SUPPLIED RECORDS:
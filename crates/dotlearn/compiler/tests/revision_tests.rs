// Dotlanth
// Copyright (C) 2025 Synerthink

// This program is free software: you can redistribute it and/or modify
// it under the terms of the GNU Affero General Public License as published by
// the Free Software Foundation, either version 3 of the License, or
// (at your option) any later version.

// This program is distributed in the hope that it will be useful,
// but WITHOUT ANY WARRANTY; without even the implied warranty of
// MERCHANTABILITY or FITNESS FOR A PARTICULAR PURPOSE.  See the
// GNU Affero General Public License for more details.

// You should have received a copy of the GNU Affero General Public License
// along with this program.  If not, see <http://www.gnu.org/licenses/>.

//! Revision analysis against artifacts written by real compiler runs

use dotlearn_common::{DiagnosticKind, Position};
use dotlearn_compiler::ast::{
    ClassifierDeclaration, Declaration, ExprId, Expression, ExpressionKind, Instantiation, LearningClause, LearningExpression, Statement, StatementKind,
    SyntaxTree,
};
use dotlearn_compiler::{ClassifierReturnType, CompileError, Compiler, CompilerConfig, RevisionAnalyzer, RevisionResult, RevisionStatus, TypeTag};
use std::fs;
use std::path::Path;

fn returns(value: &str) -> Vec<Statement> {
    vec![Statement::new(StatementKind::Return { value: Expression::literal(value) }, Position::new(1, 1))]
}

fn coded(tree: &mut SyntaxTree, body: &str) -> ExprId {
    tree.push_expression(
        ExpressionKind::Coded {
            return_type: None,
            parameter: Some("w".into()),
            body: returns(body),
        },
        Position::new(1, 1),
    )
}

fn declare(tree: &mut SyntaxTree, name: &str, return_type: ClassifierReturnType, expression: ExprId) {
    let line = tree.declarations.len() + 1;
    tree.push_declaration(Declaration::Classifier(ClassifierDeclaration {
        name: name.into(),
        return_type,
        input_type: "Word".into(),
        parameter: Some("w".into()),
        cache: Default::default(),
        expression,
        position: Position::new(line, 1),
    }));
}

struct Edits<'a> {
    word: &'a str,
    suffix: &'a str,
    shape: &'a str,
    /// Add Shape to the composite feature set
    shape_feature: bool,
}

impl Default for Edits<'_> {
    fn default() -> Self {
        Self {
            word: "w.form",
            suffix: "w.suffix",
            shape: "w.shape",
            shape_feature: false,
        }
    }
}

/// Word, an alias chain over it, a composite feature set and a learner without data
fn create_tree(edits: Edits<'_>) -> SyntaxTree {
    let mut tree = SyntaxTree::new("tagger.lbj");

    let word = coded(&mut tree, edits.word);
    declare(&mut tree, "Word", ClassifierReturnType::discrete(), word);

    let alias = tree.push_expression(ExpressionKind::Name { name: "Word".into() }, Position::new(2, 1));
    declare(&mut tree, "Form", ClassifierReturnType::discrete(), alias);
    let alias = tree.push_expression(ExpressionKind::Name { name: "Form".into() }, Position::new(3, 1));
    declare(&mut tree, "Surface", ClassifierReturnType::discrete(), alias);

    let shape = coded(&mut tree, edits.shape);
    declare(&mut tree, "Shape", ClassifierReturnType::discrete(), shape);

    let first = tree.push_expression(ExpressionKind::Name { name: "Word".into() }, Position::new(5, 1));
    let suffix = tree.push_expression(
        ExpressionKind::Coded {
            return_type: Some(ClassifierReturnType::discrete()),
            parameter: Some("w".into()),
            body: returns(edits.suffix),
        },
        Position::new(5, 1),
    );
    let mut children = vec![first, suffix];
    if edits.shape_feature {
        children.push(tree.push_expression(ExpressionKind::Name { name: "Shape".into() }, Position::new(5, 1)));
    }
    let composite = tree.push_expression(ExpressionKind::Composite { children }, Position::new(5, 1));
    declare(&mut tree, "Features", ClassifierReturnType::new(TypeTag::DiscreteGenerator), composite);

    let extractor = tree.push_expression(ExpressionKind::Name { name: "Features".into() }, Position::new(6, 1));
    let learner = tree.push_expression(
        ExpressionKind::Learning(LearningExpression {
            labeler: None,
            clauses: vec![
                LearningClause::Using { extractor },
                LearningClause::With {
                    learner: Instantiation::new("MajorityVote"),
                },
            ],
        }),
        Position::new(6, 1),
    );
    declare(&mut tree, "Tagger", ClassifierReturnType::discrete(), learner);
    tree
}

fn config(dir: &Path) -> CompilerConfig {
    CompilerConfig::new().with_generated_dir(dir.join("gen")).with_model_dir(dir.join("models"))
}

fn revise(tree: &SyntaxTree, config: &CompilerConfig) -> RevisionResult {
    let compiler = Compiler::new(config.clone());
    let analysis = compiler.analyze(tree);
    assert!(!analysis.has_errors(), "{:?}", analysis.diagnostics.entries());
    RevisionAnalyzer::new(tree, &analysis, config).analyze().expect("revision analysis should succeed")
}

fn compile(tree: &SyntaxTree, config: &CompilerConfig) {
    let outcome = Compiler::new(config.clone()).compile(tree);
    assert!(!outcome.fatal, "{:?}", outcome.diagnostics);
}

#[test]
fn test_first_run_revises_everything() {
    let dir = tempfile::tempdir().unwrap();
    let result = revise(&create_tree(Edits::default()), &config(dir.path()));

    assert!(!result.no_changes);
    for name in ["Word", "Form", "Surface", "Shape", "Features", "tagger$Features$0", "Tagger"] {
        assert_eq!(result.status(name), RevisionStatus::Revised, "{name}");
    }
}

#[test]
fn test_revision_is_idempotent() {
    let dir = tempfile::tempdir().unwrap();
    let config = config(dir.path());
    let tree = create_tree(Edits::default());
    compile(&tree, &config);

    for _ in 0..2 {
        let result = revise(&tree, &config);
        assert!(result.no_changes);
        assert!(!result.statuses.is_empty());
        assert!(result.statuses.values().all(|&s| s == RevisionStatus::Unaffected), "{:?}", result.statuses);
    }
}

#[test]
fn test_edit_without_dependors_revises_only_itself() {
    let dir = tempfile::tempdir().unwrap();
    let config = config(dir.path());
    compile(&create_tree(Edits::default()), &config);

    let edited = create_tree(Edits {
        shape: "w.shape.lowercase",
        ..Default::default()
    });
    let result = revise(&edited, &config);

    assert!(!result.no_changes);
    for (name, status) in &result.statuses {
        let expected = if name == "Shape" { RevisionStatus::Revised } else { RevisionStatus::Unaffected };
        assert_eq!(*status, expected, "{name}");
    }
}

#[test]
fn test_propagation_along_dependor_chain() {
    let dir = tempfile::tempdir().unwrap();
    let config = config(dir.path());
    compile(&create_tree(Edits::default()), &config);

    let result = revise(
        &create_tree(Edits {
            word: "w.form.lowercase",
            ..Default::default()
        }),
        &config,
    );

    assert_eq!(result.status("Word"), RevisionStatus::Revised);
    assert!(result.status("Form") >= RevisionStatus::Affected);
    assert!(result.status("Surface") >= RevisionStatus::Affected);
    assert_eq!(result.status("Features"), RevisionStatus::Affected);
    // the composite was only affected, so the learner is too
    assert_eq!(result.status("Tagger"), RevisionStatus::Affected);
    assert_eq!(result.status("Shape"), RevisionStatus::Unaffected);
}

#[test]
fn test_revised_composite_revises_learner() {
    let dir = tempfile::tempdir().unwrap();
    let config = config(dir.path());
    compile(&create_tree(Edits::default()), &config);

    let result = revise(
        &create_tree(Edits {
            shape_feature: true,
            ..Default::default()
        }),
        &config,
    );

    assert_eq!(result.status("Features"), RevisionStatus::Revised);
    assert_eq!(result.status("Tagger"), RevisionStatus::Revised);
    assert_eq!(result.status("tagger$Features$0"), RevisionStatus::Unaffected);
    assert_eq!(result.status("Word"), RevisionStatus::Unaffected);

    // an edited inline child leaves the composite's own shape alone
    let result = revise(
        &create_tree(Edits {
            suffix: "w.suffix(3)",
            ..Default::default()
        }),
        &config,
    );
    assert_eq!(result.status("tagger$Features$0"), RevisionStatus::Revised);
    assert_eq!(result.status("Features"), RevisionStatus::Affected);
    assert_eq!(result.status("Tagger"), RevisionStatus::Affected);
}

#[test]
fn test_code_revision_cases() {
    let dir = tempfile::tempdir().unwrap();
    let config = config(dir.path());
    let tree = create_tree(Edits::default());
    compile(&tree, &config);

    let analysis = Compiler::new(config.clone()).analyze(&tree);
    let analyzer = RevisionAnalyzer::new(&tree, &analysis, &config);
    let shape = analysis.generator("Shape").unwrap();
    let fingerprint = analyzer.fingerprint(shape);
    let artifact = config.artifact_path("Shape");

    assert_eq!(analyzer.code_revision(shape, &fingerprint).unwrap(), None);

    let contents = fs::read_to_string(&artifact).unwrap();
    let mut lines: Vec<&str> = contents.lines().collect();
    lines[1] = "// 789c030000000001";
    fs::write(&artifact, lines.join("\n")).unwrap();
    assert_eq!(analyzer.code_revision(shape, &fingerprint).unwrap(), Some(RevisionStatus::Revised));

    fs::write(&artifact, "// hand written\nfn shape() {}\n").unwrap();
    assert!(matches!(analyzer.code_revision(shape, &fingerprint), Err(CompileError::ProtectedOverwrite { .. })));

    fs::remove_file(&artifact).unwrap();
    assert_eq!(analyzer.code_revision(shape, &fingerprint).unwrap(), Some(RevisionStatus::Revised));
}

#[test]
fn test_missing_learner_state_revises_learner() {
    let dir = tempfile::tempdir().unwrap();
    let config = config(dir.path());
    let tree = create_tree(Edits::default());
    compile(&tree, &config);

    fs::remove_file(config.model_path("Tagger")).unwrap();
    let result = revise(&tree, &config);
    assert_eq!(result.status("Tagger"), RevisionStatus::Revised);
    assert_eq!(result.status("Features"), RevisionStatus::Unaffected);
}

#[test]
fn test_protected_artifact_is_never_overwritten() {
    let dir = tempfile::tempdir().unwrap();
    let config = config(dir.path());
    let tree = create_tree(Edits::default());
    compile(&tree, &config);

    let artifact = config.artifact_path("Shape");
    let hand_written = "// my own shape classifier\nfn shape() {}\n";
    fs::write(&artifact, hand_written).unwrap();

    let edited = create_tree(Edits {
        shape: "w.shape.lowercase",
        ..Default::default()
    });
    let outcome = Compiler::new(config.clone()).compile(&edited);

    assert!(!outcome.fatal);
    assert!(outcome.diagnostics.iter().any(|d| d.kind == DiagnosticKind::ProtectedOverwrite));
    assert!(outcome.revision.as_ref().unwrap().is_protected("Shape"));
    assert_eq!(fs::read_to_string(&artifact).unwrap(), hand_written);
}

#[test]
fn test_hand_edited_learner_without_state_is_protected() {
    let dir = tempfile::tempdir().unwrap();
    let config = config(dir.path());
    let tree = create_tree(Edits::default());
    compile(&tree, &config);

    let artifact = config.artifact_path("Tagger");
    let hand_written = "// my hand-written tagger\nfn tag() {}\n";
    fs::write(&artifact, hand_written).unwrap();
    fs::remove_file(config.model_path("Tagger")).unwrap();

    let outcome = Compiler::new(config.clone()).compile(&tree);
    assert!(!outcome.fatal, "{:?}", outcome.diagnostics);
    assert!(outcome.revision.as_ref().unwrap().is_protected("Tagger"));
    assert_eq!(fs::read_to_string(&artifact).unwrap(), hand_written);
    assert!(!config.model_path("Tagger").exists());
}

#[test]
fn test_non_utf8_artifact_is_protected_not_fatal() {
    let dir = tempfile::tempdir().unwrap();
    let config = config(dir.path());
    let tree = create_tree(Edits::default());
    compile(&tree, &config);

    let artifact = config.artifact_path("Shape");
    let hand_written: &[u8] = b"// \xff\xfe hand written\nfn shape() {}\n";
    fs::write(&artifact, hand_written).unwrap();

    let outcome = Compiler::new(config.clone()).compile(&tree);
    assert!(!outcome.fatal, "{:?}", outcome.diagnostics);
    assert!(outcome.diagnostics.iter().any(|d| d.kind == DiagnosticKind::ProtectedOverwrite));
    assert!(outcome.revision.as_ref().unwrap().is_protected("Shape"));
    assert_eq!(fs::read(&artifact).unwrap(), hand_written);
}
// Dotlanth
// Copyright (C) 2025 Synerthink

// This program is free software: you can redistribute it and/or modify
// it under the terms of the GNU Affero General Public License as published by
// the Free Software Foundation, either version 3 of the License, or
// (at your option) any later version.

// This program is distributed in the hope that it will be useful,
// but WITHOUT ANY WARRANTY; without even the implied warranty of
// MERCHANTABILITY or FITNESS FOR A PARTICULAR PURPOSE.  See the
// GNU Affero General Public License for more details.

// You should have received a copy of the GNU Affero General Public License
// along with this program.  If not, see <http://www.gnu.org/licenses/>.

//! dotlearn command-line tools
//!
//! Reads a syntax tree produced by a front-end and drives the compiler passes over it.

pub mod cli;

pub use cli::{Cli, Commands, Status, ToolError, init_tracing};
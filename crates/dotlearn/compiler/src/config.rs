// Dotlanth
// Copyright (C) 2025 Synerthink

// This program is free software: you can redistribute it and/or modify
// it under the terms of the GNU Affero General Public License as published by
// the Free Software Foundation, either version 3 of the License, or
// (at your option) any later version.

// This program is distributed in the hope that it will be useful,
// but WITHOUT ANY WARRANTY; without even the implied warranty of
// MERCHANTABILITY or FITNESS FOR A PARTICULAR PURPOSE.  See the
// GNU Affero General Public License for more details.

// You should have received a copy of the GNU Affero General Public License
// along with this program.  If not, see <http://www.gnu.org/licenses/>.

//! Configuration for a compiler run

use crate::error::{CompileError, CompileResult};
use serde::{Deserialize, Serialize};
use std::path::{Path, PathBuf};

/// Configuration for the compiler driver
#[derive(Debug, Clone, PartialEq, Serialize, Deserialize)]
#[serde(default, deny_unknown_fields)]
pub struct CompilerConfig {
    /// Directory generated artifacts are written to and read back from
    pub generated_dir: PathBuf,
    /// Directory learned state (`.lc`) and pre-extraction files live in
    pub model_dir: PathBuf,
    /// File extension of generated artifacts
    pub artifact_extension: String,
    /// Run training jobs on a worker pool instead of one after another
    pub concurrent_training: bool,
    /// Upper bound on simultaneously running training jobs
    pub max_parallel_jobs: usize,
    /// Pre-extract features for learners that do not say otherwise
    pub pre_extract: bool,
    /// Learner used when a discrete learning expression has no `with` clause
    pub default_discrete_learner: String,
    /// Learner used when a real learning expression has no `with` clause
    pub default_real_learner: String,
    /// Algorithm used when an inference has no `with` clause
    pub default_inference_algorithm: String,
    /// Metric used for cross-validation when no `testingMetric` clause is given
    pub default_testing_metric: String,
    /// Significance level used for confidence intervals when no `alpha` clause is given
    pub default_alpha: f64,
}

impl Default for CompilerConfig {
    fn default() -> Self {
        Self {
            generated_dir: PathBuf::from("."),
            model_dir: PathBuf::from("."),
            artifact_extension: "rs".to_string(),
            concurrent_training: false,
            max_parallel_jobs: num_cpus::get(),
            pre_extract: false,
            default_discrete_learner: "MajorityVote".to_string(),
            default_real_learner: "MeanTarget".to_string(),
            default_inference_algorithm: "ExhaustiveSearch".to_string(),
            default_testing_metric: "Accuracy".to_string(),
            default_alpha: 0.05,
        }
    }
}

impl CompilerConfig {
    /// Create a new configuration with default values
    pub fn new() -> Self {
        Self::default()
    }

    /// Load a configuration from a TOML file; missing keys keep their defaults
    pub fn from_toml_file(path: impl AsRef<Path>) -> CompileResult<Self> {
        let path = path.as_ref();
        let text = std::fs::read_to_string(path).map_err(|e| CompileError::io(path, e))?;
        let config: Self = toml::from_str(&text).map_err(|e| CompileError::Config(format!("{}: {e}", path.display())))?;
        config.validate()?;
        Ok(config)
    }

    /// Set the directory for generated artifacts
    pub fn with_generated_dir(mut self, dir: impl Into<PathBuf>) -> Self {
        self.generated_dir = dir.into();
        self
    }

    /// Set the directory for learned state and extraction files
    pub fn with_model_dir(mut self, dir: impl Into<PathBuf>) -> Self {
        self.model_dir = dir.into();
        self
    }

    pub fn with_artifact_extension(mut self, extension: impl Into<String>) -> Self {
        self.artifact_extension = extension.into();
        self
    }

    /// Enable or disable concurrent training
    pub fn with_concurrent_training(mut self, enable: bool) -> Self {
        self.concurrent_training = enable;
        self
    }

    /// Set the maximum number of simultaneously running training jobs
    pub fn with_max_parallel_jobs(mut self, jobs: usize) -> Self {
        self.max_parallel_jobs = jobs;
        self
    }

    /// Enable or disable pre-extraction by default
    pub fn with_pre_extract(mut self, enable: bool) -> Self {
        self.pre_extract = enable;
        self
    }

    pub fn with_default_discrete_learner(mut self, learner: impl Into<String>) -> Self {
        self.default_discrete_learner = learner.into();
        self
    }

    pub fn with_default_real_learner(mut self, learner: impl Into<String>) -> Self {
        self.default_real_learner = learner.into();
        self
    }

    pub fn with_default_inference_algorithm(mut self, algorithm: impl Into<String>) -> Self {
        self.default_inference_algorithm = algorithm.into();
        self
    }

    pub fn with_default_testing_metric(mut self, metric: impl Into<String>) -> Self {
        self.default_testing_metric = metric.into();
        self
    }

    pub fn with_default_alpha(mut self, alpha: f64) -> Self {
        self.default_alpha = alpha;
        self
    }

    /// Reject values no run could work with
    pub fn validate(&self) -> CompileResult<()> {
        if self.max_parallel_jobs == 0 {
            return Err(CompileError::Config("max_parallel_jobs must be at least 1".to_string()));
        }
        if !(self.default_alpha > 0.0 && self.default_alpha < 1.0) {
            return Err(CompileError::Config(format!("default_alpha must lie in (0, 1), got {}", self.default_alpha)));
        }
        if self.artifact_extension.is_empty() || self.artifact_extension.contains('.') {
            return Err(CompileError::Config(format!("invalid artifact extension `{}`", self.artifact_extension)));
        }
        Ok(())
    }

    /// Path of the generated artifact for the named code generator
    pub fn artifact_path(&self, name: &str) -> PathBuf {
        self.generated_dir.join(format!("{name}.{}", self.artifact_extension))
    }

    /// Path of the learned-state file for the named learner
    pub fn model_path(&self, name: &str) -> PathBuf {
        self.model_dir.join(format!("{name}.lc"))
    }

    /// Paths of the pre-extracted example and lexicon files for the named learner
    pub fn extraction_paths(&self, name: &str) -> (PathBuf, PathBuf) {
        (self.model_dir.join(format!("{name}.ex")), self.model_dir.join(format!("{name}.lex")))
    }
}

WHAT YOU WILL DO: Find how many lines of the preceding data contain "RevisionAnalyzer", and answer with that number only.

WRITTEN RESPONSE: 3